[Start of section]

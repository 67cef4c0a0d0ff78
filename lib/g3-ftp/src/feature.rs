/*
 * SPDX-License-Identifier: Apache-2.0
 * Copyright 2023-2025 ByteDance and/or its affiliates.
 */

/// Extensions advertised in the FEAT reply.
#[derive(Clone, Debug, Default)]
pub struct FtpServerFeature {
    epsv: bool,
    mlst: bool,
    size: bool,
    mdtm: bool,
    utf8: bool,
    rest_stream: bool,
    pret: bool,
}

impl FtpServerFeature {
    pub(crate) fn parse_and_set(&mut self, line: &str) {
        let (name, params) = match line.split_once(' ') {
            Some((name, params)) => (name, params.trim()),
            None => (line, ""),
        };

        match name.to_uppercase().as_str() {
            "EPSV" => self.epsv = true,
            "MLST" => self.mlst = true,
            "SIZE" => self.size = true,
            "MDTM" => self.mdtm = true,
            "UTF8" => self.utf8 = true,
            "PRET" => self.pret = true,
            "REST" => {
                if params.eq_ignore_ascii_case("STREAM") {
                    self.rest_stream = true;
                }
            }
            _ => {}
        }
    }

    #[inline]
    pub fn support_epsv(&self) -> bool {
        self.epsv
    }

    #[inline]
    pub fn support_mlst(&self) -> bool {
        self.mlst
    }

    #[inline]
    pub fn support_size(&self) -> bool {
        self.size
    }

    #[inline]
    pub fn support_mdtm(&self) -> bool {
        self.mdtm
    }

    #[inline]
    pub fn support_utf8(&self) -> bool {
        self.utf8
    }

    #[inline]
    pub fn support_rest_stream(&self) -> bool {
        self.rest_stream
    }

    #[inline]
    pub fn support_pret(&self) -> bool {
        self.pret
    }
}

#[cfg(test)]
mod tests {
    use super::*;

    #[test]
    fn parse() {
        let mut feature = FtpServerFeature::default();
        for line in [
            "EPSV",
            "MLST type*;size*;modify*;",
            "mdtm",
            "REST STREAM",
            "UTF8",
            "LANG EN*",
        ] {
            feature.parse_and_set(line);
        }
        assert!(feature.support_epsv());
        assert!(feature.support_mlst());
        assert!(feature.support_mdtm());
        assert!(feature.support_rest_stream());
        assert!(feature.support_utf8());
        assert!(!feature.support_size());
        assert!(!feature.support_pret());
    }

    #[test]
    fn rest_without_stream() {
        let mut feature = FtpServerFeature::default();
        feature.parse_and_set("REST");
        assert!(!feature.support_rest_stream());
    }
}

[End of section]

→ **Brief**
Beginning with the opening line above, retype the records exactly through the line with "pub struct FtpServerFeature", both ends included.

→ **Reply to the exercise**
repository 67cef4c0a0d0ff78
filename lib/g3-ftp/src/feature.rs
/*
 * SPDX-License-Identifier: Apache-2.0
 * Copyright 2023-2025 ByteDance and/or its affiliates.
 */

/// Extensions advertised in the FEAT reply.
#[derive(Clone, Debug, Default)]
pub struct FtpServerFeature {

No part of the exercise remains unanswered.